■ How to complete this task ■
Give only the number of lines in these records that include "when".

┌──

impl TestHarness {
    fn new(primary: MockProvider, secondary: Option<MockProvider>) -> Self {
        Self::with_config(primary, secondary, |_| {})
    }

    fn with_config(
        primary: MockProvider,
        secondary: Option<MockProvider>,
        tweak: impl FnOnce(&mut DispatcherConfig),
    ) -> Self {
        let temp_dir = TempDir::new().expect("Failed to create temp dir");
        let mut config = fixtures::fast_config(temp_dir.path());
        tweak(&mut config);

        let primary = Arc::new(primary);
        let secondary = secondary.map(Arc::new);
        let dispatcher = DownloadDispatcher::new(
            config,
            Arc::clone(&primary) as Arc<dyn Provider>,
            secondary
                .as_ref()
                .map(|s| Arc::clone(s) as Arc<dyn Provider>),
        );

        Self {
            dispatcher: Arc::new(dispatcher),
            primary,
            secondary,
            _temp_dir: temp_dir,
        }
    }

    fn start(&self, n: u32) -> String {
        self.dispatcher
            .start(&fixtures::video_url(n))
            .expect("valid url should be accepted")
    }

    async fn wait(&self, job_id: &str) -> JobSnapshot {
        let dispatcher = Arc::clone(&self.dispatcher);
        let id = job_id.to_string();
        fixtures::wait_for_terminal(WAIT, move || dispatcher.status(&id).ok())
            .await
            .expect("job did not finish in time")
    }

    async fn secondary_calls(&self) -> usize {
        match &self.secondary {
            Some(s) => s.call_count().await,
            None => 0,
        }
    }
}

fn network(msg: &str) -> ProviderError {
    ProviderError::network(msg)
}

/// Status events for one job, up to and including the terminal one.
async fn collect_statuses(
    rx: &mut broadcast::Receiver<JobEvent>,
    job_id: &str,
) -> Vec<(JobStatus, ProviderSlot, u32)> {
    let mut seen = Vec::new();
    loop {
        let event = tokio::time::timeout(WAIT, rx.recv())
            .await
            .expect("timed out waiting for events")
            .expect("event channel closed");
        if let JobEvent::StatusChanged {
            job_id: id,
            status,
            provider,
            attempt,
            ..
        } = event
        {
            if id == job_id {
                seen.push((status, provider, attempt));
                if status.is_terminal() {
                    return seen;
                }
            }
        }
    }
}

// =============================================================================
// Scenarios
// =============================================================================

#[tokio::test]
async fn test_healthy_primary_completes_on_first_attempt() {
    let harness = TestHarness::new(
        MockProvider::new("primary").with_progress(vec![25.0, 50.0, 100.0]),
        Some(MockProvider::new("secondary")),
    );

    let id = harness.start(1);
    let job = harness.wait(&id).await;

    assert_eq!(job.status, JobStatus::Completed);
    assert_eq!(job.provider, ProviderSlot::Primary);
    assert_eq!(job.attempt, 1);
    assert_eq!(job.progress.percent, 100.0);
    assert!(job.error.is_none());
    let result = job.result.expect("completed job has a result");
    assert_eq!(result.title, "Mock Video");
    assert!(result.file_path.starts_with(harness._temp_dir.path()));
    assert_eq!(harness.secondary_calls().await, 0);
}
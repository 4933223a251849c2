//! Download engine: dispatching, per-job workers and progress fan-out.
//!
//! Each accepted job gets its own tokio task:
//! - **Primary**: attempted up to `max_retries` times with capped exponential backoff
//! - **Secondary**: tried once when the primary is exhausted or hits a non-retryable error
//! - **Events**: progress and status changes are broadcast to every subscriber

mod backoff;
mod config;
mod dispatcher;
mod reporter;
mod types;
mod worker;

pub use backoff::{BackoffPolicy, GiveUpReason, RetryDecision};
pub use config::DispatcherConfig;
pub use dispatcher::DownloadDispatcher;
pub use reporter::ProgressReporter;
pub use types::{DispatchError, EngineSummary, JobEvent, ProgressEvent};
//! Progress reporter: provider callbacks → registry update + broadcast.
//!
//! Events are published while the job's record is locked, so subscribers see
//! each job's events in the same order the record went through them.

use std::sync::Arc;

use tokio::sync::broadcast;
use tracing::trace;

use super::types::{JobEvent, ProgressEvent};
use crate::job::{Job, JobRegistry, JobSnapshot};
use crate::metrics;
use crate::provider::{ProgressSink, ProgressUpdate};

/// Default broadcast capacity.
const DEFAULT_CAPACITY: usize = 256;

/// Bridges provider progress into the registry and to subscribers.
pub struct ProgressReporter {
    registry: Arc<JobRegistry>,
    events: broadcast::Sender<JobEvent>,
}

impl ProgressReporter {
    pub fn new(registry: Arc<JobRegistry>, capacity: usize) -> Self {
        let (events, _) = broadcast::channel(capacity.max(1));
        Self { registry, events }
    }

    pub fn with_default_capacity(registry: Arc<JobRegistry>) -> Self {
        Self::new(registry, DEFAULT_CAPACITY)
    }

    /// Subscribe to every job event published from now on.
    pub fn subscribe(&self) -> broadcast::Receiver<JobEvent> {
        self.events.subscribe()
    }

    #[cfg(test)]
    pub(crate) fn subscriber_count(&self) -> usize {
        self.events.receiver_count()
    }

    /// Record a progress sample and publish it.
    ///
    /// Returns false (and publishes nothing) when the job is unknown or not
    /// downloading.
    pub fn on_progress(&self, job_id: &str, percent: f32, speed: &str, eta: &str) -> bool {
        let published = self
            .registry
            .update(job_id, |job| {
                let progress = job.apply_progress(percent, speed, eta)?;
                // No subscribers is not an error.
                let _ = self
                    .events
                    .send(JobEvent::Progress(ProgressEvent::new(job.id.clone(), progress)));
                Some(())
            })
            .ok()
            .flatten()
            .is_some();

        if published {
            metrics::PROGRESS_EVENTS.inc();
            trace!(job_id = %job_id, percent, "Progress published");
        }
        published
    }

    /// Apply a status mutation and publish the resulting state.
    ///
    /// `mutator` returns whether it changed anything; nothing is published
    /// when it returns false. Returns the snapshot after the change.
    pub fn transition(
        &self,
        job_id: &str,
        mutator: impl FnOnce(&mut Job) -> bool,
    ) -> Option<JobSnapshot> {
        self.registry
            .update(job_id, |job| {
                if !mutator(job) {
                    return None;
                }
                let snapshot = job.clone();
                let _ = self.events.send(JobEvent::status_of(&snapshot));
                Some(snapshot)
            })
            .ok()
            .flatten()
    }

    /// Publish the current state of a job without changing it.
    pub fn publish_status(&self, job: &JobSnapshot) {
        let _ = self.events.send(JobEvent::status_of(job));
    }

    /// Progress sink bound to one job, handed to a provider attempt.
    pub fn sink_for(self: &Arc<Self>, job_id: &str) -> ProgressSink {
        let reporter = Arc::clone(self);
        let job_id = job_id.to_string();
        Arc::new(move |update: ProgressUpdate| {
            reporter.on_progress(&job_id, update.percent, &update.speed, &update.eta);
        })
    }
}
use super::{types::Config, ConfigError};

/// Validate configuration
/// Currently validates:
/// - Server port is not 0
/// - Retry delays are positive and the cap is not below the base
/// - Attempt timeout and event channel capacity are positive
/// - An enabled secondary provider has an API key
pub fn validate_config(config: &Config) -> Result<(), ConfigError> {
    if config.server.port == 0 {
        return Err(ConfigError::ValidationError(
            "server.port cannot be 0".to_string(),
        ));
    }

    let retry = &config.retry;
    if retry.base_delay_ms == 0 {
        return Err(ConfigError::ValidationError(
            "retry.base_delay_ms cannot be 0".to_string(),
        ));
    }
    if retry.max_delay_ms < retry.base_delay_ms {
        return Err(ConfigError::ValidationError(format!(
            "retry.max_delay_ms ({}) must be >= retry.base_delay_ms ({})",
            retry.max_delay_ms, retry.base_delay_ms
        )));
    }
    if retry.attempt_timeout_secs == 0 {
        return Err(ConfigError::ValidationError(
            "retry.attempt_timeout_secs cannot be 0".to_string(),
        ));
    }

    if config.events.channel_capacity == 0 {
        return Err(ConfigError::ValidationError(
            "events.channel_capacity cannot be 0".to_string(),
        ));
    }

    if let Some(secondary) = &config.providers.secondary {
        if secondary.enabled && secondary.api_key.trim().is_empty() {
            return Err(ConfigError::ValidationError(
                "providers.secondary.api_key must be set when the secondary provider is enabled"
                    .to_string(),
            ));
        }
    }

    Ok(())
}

└──

■ Response for this exercise ■
4